Every line in the records below with the string "enum" is to be copied out.

## AVAILABLE DATA
━━━━━━━━

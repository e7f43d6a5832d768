//! Domain models for the document tree.

use std::borrow::Borrow;
use std::fmt;

use serde::de::{self, Deserializer};
use serde::{Deserialize, Serialize, Serializer};

use crate::domain::content::EncodedContent;

/// Identifier of the distinguished root folder.
pub const ROOT_ID: &str = "root";

/// Display name given to the root of a fresh tree.
pub const DEFAULT_ROOT_NAME: &str = "Main";

/// Identifier of a node, unique within one tree.
#[derive(Debug, Clone, PartialEq, Eq, Hash, PartialOrd, Ord, Serialize, Deserialize)]
#[serde(transparent)]
pub struct NodeId(String);

impl NodeId {
    pub fn new(value: impl Into<String>) -> Self {
        Self(value.into())
    }

    pub fn root() -> Self {
        Self(ROOT_ID.to_owned())
    }

    pub fn as_str(&self) -> &str {
        &self.0
    }

    pub fn is_root(&self) -> bool {
        self.0 == ROOT_ID
    }
}

impl fmt::Display for NodeId {
    fn fmt(&self, f: &mut fmt::Formatter<'_>) -> fmt::Result {
        f.write_str(&self.0)
    }
}

impl AsRef<str> for NodeId {
    fn as_ref(&self) -> &str {
        &self.0
    }
}

impl Borrow<str> for NodeId {
    fn borrow(&self) -> &str {
        &self.0
    }
}

impl From<&str> for NodeId {
    fn from(value: &str) -> Self {
        Self(value.to_owned())
    }
}

impl From<String> for NodeId {
    fn from(value: String) -> Self {
        Self(value)
    }
}

impl PartialEq<str> for NodeId {
    fn eq(&self, other: &str) -> bool {
        self.0 == other
    }
}

impl PartialEq<&str> for NodeId {
    fn eq(&self, other: &&str) -> bool {
        self.0 == *other
    }
}

/// An uploaded document.
#[derive(Debug, Clone, PartialEq, Eq, Serialize, Deserialize)]
pub struct FileNode {
    pub id: NodeId,
    pub name: String,
    pub mime: String,
    pub size: u64,
    /// Encoded payload; absent until the upload completed.
    #[serde(rename = "dataUrl", default, skip_serializing_if = "Option::is_none")]
    pub content: Option<EncodedContent>,
}

/// A folder holding an ordered list of children.
#[derive(Debug, Clone, PartialEq, Eq, Serialize, Deserialize)]
pub struct FolderNode {
    pub id: NodeId,
    pub name: String,
    #[serde(default)]
    pub children: Vec<Node>,
}

impl FolderNode {
    /// An empty folder.
    pub fn new(id: impl Into<NodeId>, name: impl Into<String>) -> Self {
        Self {
            id: id.into(),
            name: name.into(),
            children: Vec::new(),
        }
    }

    /// Child folders in display order.
    pub fn folders(&self) -> impl Iterator<Item = &FolderNode> {
        self.children.iter().filter_map(Node::as_folder)
    }

    /// Child files in display order.
    pub fn files(&self) -> impl Iterator<Item = &FileNode> {
        self.children.iter().filter_map(Node::as_file)
    }
}

/// Either a file or a folder.
#[derive(Debug, Clone, PartialEq, Eq, Serialize, Deserialize)]
#[serde(tag = "type", rename_all = "lowercase")]
pub enum Node {
    File(FileNode),
    Folder(FolderNode),
}

impl Node {
    pub fn id(&self) -> &NodeId {
        match self {
            Node::File(file) => &file.id,
            Node::Folder(folder) => &folder.id,
        }
    }

    pub fn name(&self) -> &str {
        match self {
            Node::File(file) => &file.name,
            Node::Folder(folder) => &folder.name,
        }
    }

    pub fn as_file(&self) -> Option<&FileNode> {
        match self {
            Node::File(file) => Some(file),
            Node::Folder(_) => None,
        }
    }

    pub fn as_folder(&self) -> Option<&FolderNode> {
        match self {
            Node::File(_) => None,
            Node::Folder(folder) => Some(folder),
        }
    }

    pub(crate) fn set_name(&mut self, name: String) {
        match self {
            Node::File(file) => file.name = name,
            Node::Folder(folder) => folder.name = name,
        }
    }
}

impl From<FileNode> for Node {
    fn from(value: FileNode) -> Self {
        Node::File(value)
    }
}

impl From<FolderNode> for Node {
    fn from(value: FolderNode) -> Self {
        Node::Folder(value)
    }
}

/// Borrowed view of a node, which may be the root folder itself.
#[derive(Debug, Clone, Copy, PartialEq, Eq)]
pub enum NodeRef<'a> {
    File(&'a FileNode),
    Folder(&'a FolderNode),
}

impl<'a> NodeRef<'a> {
    pub fn id(&self) -> &'a NodeId {
        match *self {
            NodeRef::File(file) => &file.id,
            NodeRef::Folder(folder) => &folder.id,
        }
    }

    pub fn name(&self) -> &'a str {
        match *self {
            NodeRef::File(file) => &file.name,
            NodeRef::Folder(folder) => &folder.name,
        }
    }

    pub fn as_file(&self) -> Option<&'a FileNode> {
        match *self {
            NodeRef::File(file) => Some(file),
            NodeRef::Folder(_) => None,
        }
    }

    pub fn as_folder(&self) -> Option<&'a FolderNode> {
        match *self {
            NodeRef::File(_) => None,
            NodeRef::Folder(folder) => Some(folder),
        }
    }
}

impl<'a> From<&'a Node> for NodeRef<'a> {
    fn from(value: &'a Node) -> Self {
        match value {
            Node::File(file) => NodeRef::File(file),
            Node::Folder(folder) => NodeRef::Folder(folder),
        }
    }
}

/// A rooted folder/file tree.
///
/// Serializes as the root folder object so stored data keeps the
/// `{"id":"root","type":"folder",...}` shape.
#[derive(Debug, Clone, PartialEq, Eq)]
pub struct Tree {
    pub(crate) root: FolderNode,
}

impl Tree {
    /// A fresh tree: an empty root folder with the default name.
    pub fn new() -> Self {
        Self::with_root_name(DEFAULT_ROOT_NAME)
    }

    pub fn with_root_name(name: impl Into<String>) -> Self {
        Self {
            root: FolderNode::new(ROOT_ID, name),
        }
    }

    /// Adopt an existing root folder after checking every tree invariant.
    pub fn from_root(root: FolderNode) -> Result<Self, crate::domain::errors::TreeError> {
        let tree = Self { root };
        tree.validate()?;
        Ok(tree)
    }

    pub fn root(&self) -> &FolderNode {
        &self.root
    }

    pub fn root_id(&self) -> &NodeId {
        &self.root.id
    }
}

impl Default for Tree {
    fn default() -> Self {
        Self::new()
    }
}

#[derive(Serialize)]
#[serde(tag = "type", rename_all = "lowercase")]
enum RootDocument<'a> {
    Folder(&'a FolderNode),
}

impl Serialize for Tree {
    fn serialize<S: Serializer>(&self, serializer: S) -> Result<S::Ok, S::Error> {
        RootDocument::Folder(&self.root).serialize(serializer)
    }
}

impl<'de> Deserialize<'de> for Tree {
    fn deserialize<D: Deserializer<'de>>(deserializer: D) -> Result<Self, D::Error> {
        match Node::deserialize(deserializer)? {
            Node::Folder(root) => Tree::from_root(root).map_err(de::Error::custom),
            Node::File(file) => Err(de::Error::custom(format!(
                "tree root must be a folder, found file `{}`",
                file.id
            ))),
        }
    }
}
//! Infrastructure adapters for storage, configuration, and logging.

pub mod config;
pub mod logging;
pub mod storage;
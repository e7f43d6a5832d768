//! Terminal interface and command line front ends.

pub mod app;
pub mod cli;
pub mod components;

use crate::app::persistence::TreeRepository;
use crate::app::session::Session;
use crate::infra::config::Config;
use crate::infra::storage::FileStore;

/// Open a session over the configured storage directory.
pub fn open_session<P>(config: &Config, previews: P) -> Session<FileStore, P>
where
    P: crate::app::preview::PreviewProvider,
{
    let store = FileStore::new(config.storage.dir()).with_quota(config.storage.quota_bytes());
    tracing::info!(dir = %store.dir().display(), "opening storage");
    let repository = TreeRepository::new(store).with_root_name(config.defaults.root_name.clone());
    Session::open(repository, previews).with_new_folder_name(config.defaults.new_folder_name.clone())
}
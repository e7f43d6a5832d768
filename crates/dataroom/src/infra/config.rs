//! Configuration management utilities.

use std::env;
use std::fs;
use std::path::{Path, PathBuf};

use anyhow::{Context, Result};
use dirs_next::{config_dir, data_dir};
use once_cell::sync::Lazy;
use serde::{Deserialize, Serialize};

use crate::app::session::DEFAULT_NEW_FOLDER_NAME;
use crate::domain::model::DEFAULT_ROOT_NAME;

static DEFAULT_CONFIG: Lazy<&'static str> =
    Lazy::new(|| include_str!("../../assets/default-config.toml"));
static DEFAULT_WORKSPACE_CONFIG_PATH: &str = ".dataroom/config.toml";
static FALLBACK_STORAGE_DIR: &str = ".dataroom/storage";

/// Layered configuration loaded from defaults, user, workspace, and env.
#[derive(Debug, Clone, PartialEq, Eq, Serialize, Deserialize, Default)]
pub struct Config {
    #[serde(default)]
    pub storage: Storage,
    #[serde(default)]
    pub defaults: Defaults,
}

#[derive(Debug, Clone, PartialEq, Eq, Serialize, Deserialize, Default)]
pub struct Storage {
    #[serde(default)]
    dir: Option<String>,
    #[serde(default)]
    quota_bytes: Option<u64>,
}

impl Storage {
    fn default_quota_bytes() -> u64 {
        5 * 1024 * 1024
    }

    /// Directory holding the storage slots.
    pub fn dir(&self) -> PathBuf {
        match self.dir.as_deref().map(str::trim) {
            Some(dir) if !dir.is_empty() => PathBuf::from(dir),
            _ => data_dir()
                .map(|base| base.join("dataroom"))
                .unwrap_or_else(|| PathBuf::from(FALLBACK_STORAGE_DIR)),
        }
    }

    /// Quota across all slots; `None` when unlimited.
    pub fn quota_bytes(&self) -> Option<u64> {
        let quota = self.quota_bytes.unwrap_or_else(Self::default_quota_bytes);
        (quota > 0).then_some(quota)
    }

    pub fn set_dir(&mut self, dir: impl Into<String>) {
        self.dir = Some(dir.into());
    }
}

#[derive(Debug, Clone, PartialEq, Eq, Serialize, Deserialize)]
pub struct Defaults {
    #[serde(default = "Defaults::default_root_name")]
    pub root_name: String,
    #[serde(default = "Defaults::default_new_folder_name")]
    pub new_folder_name: String,
}

impl Defaults {
    fn default_root_name() -> String {
        DEFAULT_ROOT_NAME.to_owned()
    }

    fn default_new_folder_name() -> String {
        DEFAULT_NEW_FOLDER_NAME.to_owned()
    }
}

impl Default for Defaults {
    fn default() -> Self {
        Self {
            root_name: Self::default_root_name(),
            new_folder_name: Self::default_new_folder_name(),
        }
    }
}

/// Environment overrides for critical settings.
#[derive(Debug, Default, Clone)]
pub struct EnvOverrides {
    storage_dir: Option<String>,
    quota_bytes: Option<u64>,
}

impl EnvOverrides {
    fn from_env() -> Self {
        Self {
            storage_dir: env::var("DATAROOM_STORAGE_DIR").ok(),
            quota_bytes: env::var("DATAROOM_QUOTA_BYTES")
                .ok()
                .and_then(|raw| raw.trim().parse().ok()),
        }
    }

    #[cfg(test)]
    fn for_tests(storage_dir: &str, quota_bytes: u64) -> Self {
        Self {
            storage_dir: Some(storage_dir.to_owned()),
            quota_bytes: Some(quota_bytes),
        }
    }
}

impl Config {
    /// Load configuration from defaults, user/global config, workspace config, and env overrides.
    pub fn load() -> Result<Self> {
        let env = EnvOverrides::from_env();
        let global = global_config_path();
        let workspace = workspace_config_path()?;
        Self::load_with_layers(global, workspace, env)
    }

    fn load_with_layers(
        global: Option<PathBuf>,
        workspace: Option<PathBuf>,
        env_overrides: EnvOverrides,
    ) -> Result<Self> {
        let mut layers: Vec<Config> = Vec::new();

        layers.push(Self::from_str(&DEFAULT_CONFIG)?);

        if let Some(global_path) = global.filter(|path| path.exists()) {
            layers.push(Self::from_file(&global_path)?);
        }

        if let Some(workspace_path) = workspace.filter(|path| path.exists()) {
            layers.push(Self::from_file(&workspace_path)?);
        }

        let merged = layers.into_iter().reduce(Config::merge).unwrap_or_default();
        Ok(apply_env_overrides(merged, env_overrides))
    }

    fn from_file(path: &Path) -> Result<Self> {
        let data = fs::read_to_string(path)
            .with_context(|| format!("failed to read config file: {}", path.display()))?;
        Self::from_str(&data)
    }

    fn from_str(contents: &str) -> Result<Self> {
        let config: Config =
            toml::from_str(contents).with_context(|| "failed to parse TOML config".to_string())?;
        Ok(config)
    }

    fn merge(self, other: Self) -> Self {
        Self {
            storage: merge_storage(self.storage, other.storage),
            defaults: merge_defaults(self.defaults, other.defaults),
        }
    }
}

fn merge_storage(mut base: Storage, overlay: Storage) -> Storage {
    if let Some(dir) = overlay.dir.filter(|dir| !dir.trim().is_empty()) {
        base.dir = Some(dir);
    }
    if let Some(quota) = overlay.quota_bytes {
        base.quota_bytes = Some(quota);
    }
    base
}

fn merge_defaults(base: Defaults, overlay: Defaults) -> Defaults {
    Defaults {
        root_name: choose(base.root_name, overlay.root_name, Defaults::default_root_name),
        new_folder_name: choose(
            base.new_folder_name,
            overlay.new_folder_name,
            Defaults::default_new_folder_name,
        ),
    }
}

fn choose(base: String, overlay: String, default_fn: fn() -> String) -> String {
    if overlay != default_fn() && !overlay.trim().is_empty() {
        overlay
    } else {
        base
    }
}

fn global_config_path() -> Option<PathBuf> {
    config_dir().map(|base| base.join("dataroom/config.toml"))
}

fn workspace_config_path() -> Result<Option<PathBuf>> {
    let cwd = env::current_dir()?;
    Ok(Some(cwd.join(DEFAULT_WORKSPACE_CONFIG_PATH)))
}

fn apply_env_overrides(mut config: Config, env: EnvOverrides) -> Config {
    if let Some(dir) = env.storage_dir.filter(|dir| !dir.trim().is_empty()) {
        config.storage.dir = Some(dir);
    }
    if let Some(quota) = env.quota_bytes {
        config.storage.quota_bytes = Some(quota);
    }
    config
}

#[cfg(test)]
mod tests {
    use super::*;

    #[test]
    fn load_uses_defaults_when_no_files() {
        let config = Config::load_with_layers(None, None, EnvOverrides::default())
            .expect("load default config");
        assert_eq!(config.defaults, Defaults::default());
        assert_eq!(config.storage.quota_bytes(), Some(5 * 1024 * 1024));
        assert!(config.storage.dir().ends_with("dataroom") || config.storage.dir().ends_with("storage"));
    }

    #[test]
    fn defaults_follow_domain_names() {
        let defaults: Defaults = toml::from_str("").expect("empty defaults table");
        assert_eq!(defaults.root_name, DEFAULT_ROOT_NAME);
        assert_eq!(defaults.new_folder_name, DEFAULT_NEW_FOLDER_NAME);
        assert_eq!(defaults, Defaults::default());
    }

    #[test]
    fn merge_global_and_workspace() -> Result<()> {
        let temp = tempfile::tempdir()?;
        let global = temp.path().join("config.toml");
        fs::write(
            &global,
            r#"
[storage]
dir = "/srv/dataroom"
[defaults]
root_name = "Deal Room"
"#,
        )?;

        let workspace_dir = temp.path().join("repo");
        fs::create_dir_all(workspace_dir.join(".dataroom"))?;
        fs::write(
            workspace_dir.join(".dataroom/config.toml"),
            r#"
[storage]
quota_bytes = 0
[defaults]
new_folder_name = "Untitled"
"#,
        )?;

        let config = Config::load_with_layers(
            Some(global),
            Some(workspace_dir.join(".dataroom/config.toml")),
            EnvOverrides::default(),
        )?;

        assert_eq!(config.storage.dir(), PathBuf::from("/srv/dataroom"));
        assert_eq!(config.storage.quota_bytes(), None);
        assert_eq!(config.defaults.root_name, "Deal Room");
        assert_eq!(config.defaults.new_folder_name, "Untitled");
        Ok(())
    }

    #[test]
    fn env_overrides_take_precedence() -> Result<()> {
        let overrides = EnvOverrides::for_tests("/tmp/slots", 1024);
        let config = Config::load_with_layers(None, None, overrides)?;
        assert_eq!(config.storage.dir(), PathBuf::from("/tmp/slots"));
        assert_eq!(config.storage.quota_bytes(), Some(1024));
        Ok(())
    }

    #[test]
    fn invalid_config_returns_error() -> Result<()> {
        let temp = tempfile::tempdir()?;
        let file = temp.path().join("broken.toml");
        fs::write(&file, "this is not toml")?;
        let result = Config::from_file(&file);
        assert!(result.is_err());
        Ok(())
    }
}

━━━━━━━━

## SOLVED EXERCISE
pub enum Node {
pub enum NodeRef<'a> {
enum RootDocument<'a> {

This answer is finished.